Can Representative Government Do the Job?

By THOMAS K. FINLETTER

MR. FINLETTER, like every other man who knows the government at first hand, is convinced that the country is in dive peril if a way cannot be found to overcome “the spirit of arm’s length dealing and conflict between Congress and the Executive. What he has done is to write a book which is a reflection on Ins experience in the State Department, carefully and disinterestedly considered. The result is as mature, as cogent, as direct a work on the main difficulty of American government as we have had in this generation.
Mr. Finletter’s major premise is so simple that no one will deny it: that henceforth national policy must be positive and continuous in the conduct of foreign affairs and in the maintenance of employment at an acceptable standard of life. We are finally at the end of isolation and laissez faire — and a failure of government to deal effectively with the consequences will jeopardize our security in the world and our liberties at home.
As long, however, as Congress and the Executive are unable to proceed confidently together, and every few years become enemies, the government will not be good enough for the times we live in. This is an ancient weakness of our constitutional system, and it has now become a critical danger. Mr. Finletter addresses himself to the problem of finding both a remedy and a cure. His remedy does not require a constitutional amendment, but only revision of the rules of the two houses of Congress and executive orders. It is to create a Joint Executive Legislative Cabinet, which would consist of the members of the President’s Cabinet and the chairmen of an equal number of combined committees of the House and the Senate. Thus the Legislative branch would be represented inside the Executive, and the Executive would be represented inside Congress.
But Mr. Finletter recognizes that this remedy is not a complete cure. It could alleviate, and it might postpone, but it would not of itself prevent the kind of destructive deadlock which existed at the end of the Taft, the Wilson, and the Hoover Administrations. For a cure of this dangerous evil, the Constitution would have to he amended, and inevitably Mr. Finletter reaches the conclusion that when an unbreakable deadlock exists, the President should have the right to dissolve Congress and the Presidency, and call a general election.

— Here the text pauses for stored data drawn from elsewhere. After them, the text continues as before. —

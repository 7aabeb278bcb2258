use std::sync::Arc;

use shared::{
    domain::{availability_percent, ItemFilter, ItemId, MenuItem},
    error::DomainError,
};
use tokio::sync::{broadcast, Mutex};
use tracing::{debug, info, warn};

use crate::{
    error::ApiResult, AdminEvent, InventoryApi, LoadOutcome, Sequencer, ViewLifetime,
    EVENT_CHANNEL_CAPACITY,
};

#[derive(Debug, Clone, Default)]
pub struct InventoryState {
    pub items: Vec<MenuItem>,
    pub filter: ItemFilter,
    applied_seq: u64,
}

impl InventoryState {
    pub fn find(&self, item_id: ItemId) -> Option<&MenuItem> {
        self.items.iter().find(|item| item.id == item_id)
    }

    pub fn visible_items(&self) -> Vec<MenuItem> {
        self.items
            .iter()
            .filter(|item| self.filter.matches(item))
            .cloned()
            .collect()
    }

    /// Highest stock across all loaded items, never below 1.
    pub fn highest_count(&self) -> i64 {
        self.items
            .iter()
            .map(|item| item.available_count)
            .max()
            .unwrap_or(0)
            .max(1)
    }

    pub fn availability(&self, item: &MenuItem) -> u32 {
        availability_percent(item.available_count, self.highest_count())
    }
}

/// Result of an accepted stock adjustment. A failed reconciling reload does
/// not undo the adjustment; it is reported in `reconciled` and the count
/// shown is the locally projected one.
#[derive(Debug)]
pub struct StockOutcome {
    pub item_id: ItemId,
    pub delta: i64,
    /// Count held by the view after the adjustment; `None` once torn down.
    pub available_count: Option<i64>,
    pub reconciled: ApiResult<LoadOutcome>,
}

pub struct InventoryView {
    api: Arc<dyn InventoryApi>,
    lifetime: ViewLifetime,
    sequence: Sequencer,
    inner: Mutex<InventoryState>,
    events: broadcast::Sender<AdminEvent>,
}

impl InventoryView {
    pub fn new(api: Arc<dyn InventoryApi>) -> Self {
        Self::with_lifetime(api, ViewLifetime::new())
    }

    pub fn with_lifetime(api: Arc<dyn InventoryApi>, lifetime: ViewLifetime) -> Self {
        let (events, _) = broadcast::channel(EVENT_CHANNEL_CAPACITY);
        Self {
            api,
            lifetime,
            sequence: Sequencer::default(),
            inner: Mutex::new(InventoryState::default()),
            events,
        }
    }

    pub fn subscribe_events(&self) -> broadcast::Receiver<AdminEvent> {
        self.events.subscribe()
    }

    pub fn teardown(&self) {
        self.lifetime.teardown();
    }

    pub async fn snapshot(&self) -> InventoryState {
        self.inner.lock().await.clone()
    }

    pub async fn set_filter(&self, filter: ItemFilter) {
        self.inner.lock().await.filter = filter;
    }

    pub async fn clear_filters(&self) {
        self.inner.lock().await.filter = ItemFilter::default();
    }

    pub async fn reload(&self) -> ApiResult<LoadOutcome> {
        let seq = self.sequence.next();
        let items = match self.api.list_menu_items().await {
            Ok(items) => items,
            Err(err) => {
                if self.lifetime.is_active() {
                    warn!(error = %err, "inventory: reload failed");
                    let _ = self
                        .events
                        .send(AdminEvent::Error(format!("Failed to load items: {err}")));
                }
                return Err(err);
            }
        };

        if !self.lifetime.is_active() {
            let _ = self
                .events
                .send(AdminEvent::ResultDiscarded { view: "inventory" });
            return Ok(LoadOutcome::Discarded);
        }

        let mut guard = self.inner.lock().await;
        if seq <= guard.applied_seq {
            debug!(seq, "inventory: stale reload superseded");
            return Ok(LoadOutcome::Superseded);
        }
        guard.applied_seq = seq;
        guard.items = items;
        let count = guard.items.len();
        drop(guard);

        let _ = self.events.send(AdminEvent::MenuItemsLoaded { count });
        Ok(LoadOutcome::Applied { records: count })
    }

    /// Applies a signed stock delta through the API and reloads the menu.
    /// The item must be loaded so the resulting count can be checked first.
    pub async fn adjust_stock(&self, item_id: ItemId, delta: i64) -> ApiResult<StockOutcome> {
        {
            let guard = self.inner.lock().await;
            let item = guard
                .find(item_id)
                .ok_or(DomainError::UnknownItem(item_id.0))?;
            let resulting = item.stock_after(delta)?;
            debug!(item_id = item_id.0, delta, resulting, "inventory: adjusting stock");
        }

        if let Err(err) = self.api.adjust_stock(item_id, delta).await {
            warn!(item_id = item_id.0, delta, error = %err, "inventory: stock adjustment failed");
            let _ = self
                .events
                .send(AdminEvent::Error(format!("Update failed: {err}")));
            return Err(err);
        }
        info!(item_id = item_id.0, delta, "inventory: stock adjustment accepted");
        let _ = self.events.send(AdminEvent::StockAdjusted { item_id, delta });

        if !self.lifetime.is_active() {
            return Ok(StockOutcome {
                item_id,
                delta,
                available_count: None,
                reconciled: Ok(LoadOutcome::Discarded),
            });
        }
        self.project_stock(item_id, delta).await;

        let reconciled = self.reload().await;
        if let Err(err) = &reconciled {
            warn!(item_id = item_id.0, error = %err, "inventory: reconcile failed, keeping projected count");
        }
        let available_count = if self.lifetime.is_active() {
            self.inner
                .lock()
                .await
                .find(item_id)
                .map(|item| item.available_count)
        } else {
            None
        };
        Ok(StockOutcome {
            item_id,
            delta,
            available_count,
            reconciled,
        })
    }

    async fn project_stock(&self, item_id: ItemId, delta: i64) {
        let seq = self.sequence.next();
        let mut guard = self.inner.lock().await;
        guard.applied_seq = seq;
        if let Some(item) = guard.items.iter_mut().find(|item| item.id == item_id) {
            item.available_count = item.available_count.saturating_add(delta);
            debug!(item_id = item_id.0, count = item.available_count, "inventory: projected stock");
        }
    }
}

#[cfg(test)]
#[path = "tests/inventory_tests.rs"]
mod tests;
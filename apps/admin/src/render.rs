//! Plain-text tables and chart series for terminal output.

use std::collections::BTreeMap;

use chrono::{DateTime, NaiveDateTime};
use client_core::{AnalyticsState, InventoryState};
use shared::{
    analytics::{
        daily_series, emotion_weather_matrix, slice_total, slices, FacialFilterOptions,
    },
    domain::{transition_buttons, Order},
    protocol::{DashboardStats, TopCategories},
};

pub const PLACEHOLDER: &str = "–";
const BAR_WIDTH: usize = 20;

pub fn format_price(value: f64) -> String {
    format!("Rs {value:.0}")
}

pub fn or_placeholder(value: Option<&str>) -> &str {
    match value {
        Some(value) if !value.trim().is_empty() => value,
        _ => PLACEHOLDER,
    }
}

pub fn title_case(raw: &str) -> String {
    raw.split(|c: char| c == '_' || c.is_whitespace())
        .filter(|word| !word.is_empty())
        .map(|word| {
            let mut chars = word.chars();
            match chars.next() {
                Some(first) => first.to_uppercase().chain(chars).collect::<String>(),
                None => String::new(),
            }
        })
        .collect::<Vec<_>>()
        .join(" ")
}

/// Renders API timestamps as `YYYY-MM-DD HH:MM`; anything unparseable is shown
/// as received.
pub fn format_timestamp(raw: &str) -> String {
    let raw = raw.trim();
    if raw.is_empty() {
        return PLACEHOLDER.to_string();
    }
    if let Ok(parsed) = DateTime::parse_from_rfc3339(raw) {
        return parsed.format("%Y-%m-%d %H:%M").to_string();
    }
    if let Ok(parsed) = NaiveDateTime::parse_from_str(raw, "%Y-%m-%dT%H:%M:%S%.f") {
        return parsed.format("%Y-%m-%d %H:%M").to_string();
    }
    raw.to_string()
}

pub fn bar(percent: f64) -> String {
    let filled = ((percent.clamp(0.0, 100.0) / 100.0) * BAR_WIDTH as f64).round() as usize;
    format!("{}{}", "#".repeat(filled), ".".repeat(BAR_WIDTH - filled))
}

fn format_count(value: f64) -> String {
    if value.fract() == 0.0 {
        format!("{value:.0}")
    } else {
        format!("{value:.2}")
    }
}

pub fn items_table(state: &InventoryState) -> String {
    let visible = state.visible_items();
    if visible.is_empty() {
        return "No menu items match the current filters.".to_string();
    }
    let mut lines = vec![format!(
        "{:>5}  {:<28} {:<8} {:<11} {:>8} {:>6}  {}",
        "ID", "Name", "Category", "Flavor", "Price", "Stock", "Availability"
    )];
    for item in &visible {
        let percent = state.availability(item);
        lines.push(format!(
            "{:>5}  {:<28} {:<8} {:<11} {:>8} {:>6}  {} {percent:>3}%",
            item.id.0,
            item.name,
            or_placeholder(Some(item.category.as_str())),
            or_placeholder(Some(item.flavor.as_str())),
            format_price(item.price),
            item.available_count,
            bar(f64::from(percent)),
        ));
    }
    lines.join("\n")
}

pub fn orders_table(orders: &[Order]) -> String {
    if orders.is_empty() {
        return "No orders.".to_string();
    }
    let mut lines = vec![format!(
        "{:<14} {:<20} {:>5} {:>9}  {:<10} {}",
        "Order", "Customer", "Items", "Total", "Status", "Created"
    )];
    for order in orders {
        lines.push(format!(
            "{:<14} {:<20} {:>5} {:>9}  {:<10} {}",
            order.id.as_str(),
            order.display_name(),
            order.items.len(),
            format_price(order.total),
            order.status.label(),
            format_timestamp(&order.created_at),
        ));
    }
    lines.join("\n")
}

/// Lines whose amount disagrees with qty × price are marked with `*`.
pub fn order_detail(order: &Order) -> String {
    let mut lines = vec![
        format!("Order {}  [{}]", order.id, order.status.label()),
        format!("Customer: {}", order.display_name()),
        format!("Created:  {}", format_timestamp(&order.created_at)),
        format!(
            "Updated:  {}",
            order
                .updated_at
                .as_deref()
                .map(format_timestamp)
                .unwrap_or_else(|| PLACEHOLDER.to_string())
        ),
        String::new(),
    ];
    let mut flagged = false;
    for line in &order.items {
        let marker = if line.is_amount_consistent() {
            " "
        } else {
            flagged = true;
            "*"
        };
        lines.push(format!(
            "{marker} {:>3} x {:<24} @ {:>8} = {:>9}",
            line.qty,
            line.name,
            format_price(line.price),
            format_price(line.amount),
        ));
    }
    if order.items.is_empty() {
        lines.push(format!("  {PLACEHOLDER}"));
    }
    lines.push(format!("  Total: {}", format_price(order.total)));
    if flagged {
        lines.push("  * amount differs from qty x price".to_string());
    }
    let actions: Vec<String> = transition_buttons(order.status)
        .into_iter()
        .map(|button| {
            if button.primary {
                format!("<{}>", button.label)
            } else {
                format!("[{}]", button.label)
            }
        })
        .collect();
    lines.push(format!("Actions: {}", actions.join(" ")));
    lines.join("\n")
}

fn distribution_section(title: &str, distribution: &BTreeMap<String, f64>) -> Vec<String> {
    let mut lines = vec![format!("{title}:")];
    let slices = slices(distribution);
    if slices.is_empty() {
        lines.push(format!("  {PLACEHOLDER}"));
        return lines;
    }
    let total = slice_total(&slices);
    for slice in &slices {
        let share = slice.share_percent(total);
        lines.push(format!(
            "  {:<14} {:>6} {} {share:>5.1}%",
            title_case(&slice.name),
            format_count(slice.value),
            bar(share),
        ));
    }
    lines
}

fn stats_sections(stats: &DashboardStats) -> Vec<String> {
    let mut lines = Vec::new();
    lines.extend(distribution_section("Age groups", &stats.age_distribution));
    lines.extend(distribution_section("Genders", &stats.gender_distribution));
    lines.extend(distribution_section("Emotions", &stats.emotion_frequency));

    lines.push("Daily sessions:".to_string());
    let series = daily_series(stats);
    let peak = series.iter().map(|point| point.count).fold(0.0_f64, f64::max);
    if series.is_empty() {
        lines.push(format!("  {PLACEHOLDER}"));
    }
    for point in &series {
        let percent = if peak > 0.0 { point.count / peak * 100.0 } else { 0.0 };
        lines.push(format!(
            "  {:<12} {:>6} {}",
            point.label,
            format_count(point.count),
            bar(percent)
        ));
    }

    lines.push("Emotion by weather:".to_string());
    let matrix = emotion_weather_matrix(stats);
    if matrix.rows.is_empty() {
        lines.push(format!("  {PLACEHOLDER}"));
    } else {
        let header: Vec<String> = matrix
            .emotion_keys
            .iter()
            .map(|key| format!("{:>9}", title_case(key)))
            .collect();
        lines.push(format!("  {:<12}{}", "", header.join("")));
        for row in &matrix.rows {
            let counts: Vec<String> = matrix
                .emotion_keys
                .iter()
                .map(|key| format!("{:>9}", format_count(row.count(key))))
                .collect();
            lines.push(format!("  {:<12}{}", title_case(&row.weather), counts.join("")));
        }
    }

    let options = FacialFilterOptions::from_stats(stats);
    lines.push(format!(
        "Filter options: age [{}] gender [{}] emotion [{}]",
        options.age_groups.join(", "),
        options.genders.join(", "),
        options.emotions.join(", "),
    ));
    lines
}

pub fn overview(state: &AnalyticsState) -> String {
    let mut lines = Vec::new();
    match &state.stats {
        Some(stats) => lines.extend(stats_sections(stats)),
        None => lines.push(format!("Stats: {PLACEHOLDER}")),
    }

    lines.push(String::new());
    lines.push("Recent weather:".to_string());
    if state.weather_logs.is_empty() {
        lines.push(format!("  {PLACEHOLDER}"));
    }
    for log in &state.weather_logs {
        lines.push(format!(
            "  {:<17} {:<10} {}",
            format_timestamp(&log.timestamp),
            title_case(&log.temperature_bucket),
            title_case(&log.time_of_day),
        ));
    }

    lines.push(String::new());
    lines.push("Facial logs:".to_string());
    if let Some(error) = &state.facial_error {
        lines.push(format!("  {error}"));
    } else if state.facial_logs.is_empty() {
        lines.push(format!("  {PLACEHOLDER}"));
    }
    for log in &state.facial_logs {
        let weather = match (log.weather_temp.as_deref(), log.weather_tod.as_deref()) {
            (None, None) => PLACEHOLDER.to_string(),
            (temp, tod) => format!("{}/{}", or_placeholder(temp), or_placeholder(tod)),
        };
        lines.push(format!(
            "  {:<17} {:<12} {:<8} {:<8} {:<10} {:<16} {}",
            format_timestamp(&log.updated_at),
            log.session_id,
            or_placeholder(log.age_group.as_deref()),
            or_placeholder(log.gender.as_deref()),
            or_placeholder(log.dominant_emotion.as_deref()),
            weather,
            log.emotion_counts
                .iter()
                .map(|(emotion, count)| format!("{emotion}={}", format_count(*count)))
                .collect::<Vec<_>>()
                .join(" "),
        ));
    }
    lines.join("\n")
}

pub fn top_categories(top: &TopCategories) -> String {
    let mut lines = vec!["Top categories:".to_string()];
    if top.global.is_empty() {
        lines.push(format!("  {PLACEHOLDER}"));
    }
    for (rank, entry) in top.global.iter().enumerate() {
        lines.push(format!(
            "  {}. {:<12} {}",
            rank + 1,
            entry.category,
            format_count(entry.count)
        ));
    }
    for (segment, entries) in &top.segments {
        let ranked: Vec<String> = entries
            .iter()
            .map(|entry| format!("{} ({})", entry.category, format_count(entry.count)))
            .collect();
        lines.push(format!("  {}: {}", title_case(segment), ranked.join(", ")));
    }
    lines.join("\n")
}

#[cfg(test)]
#[path = "tests/render_tests.rs"]
mod tests;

Obviously, that is the way to end deadlocks, and some day we shall have to have a national debate on this proposal. Compelling as are the arguments in favor of it, I for one should wish to hear a fuller discussion of what, in view of the fact that the President is both the Head of the State and the Chief Executive, would be the consequences of putting an end to the fixed tenure of the Head of the State.
But when that debate takes place, I hope Mr. Finletter will be on hand. For he brings to the discussion of these issues an unusual dignity and high reasonableness which, if they were general in our public life, would make all political reforms much easier, and also, one might say, less urgent. Reynal & Hitchcock, $2.00.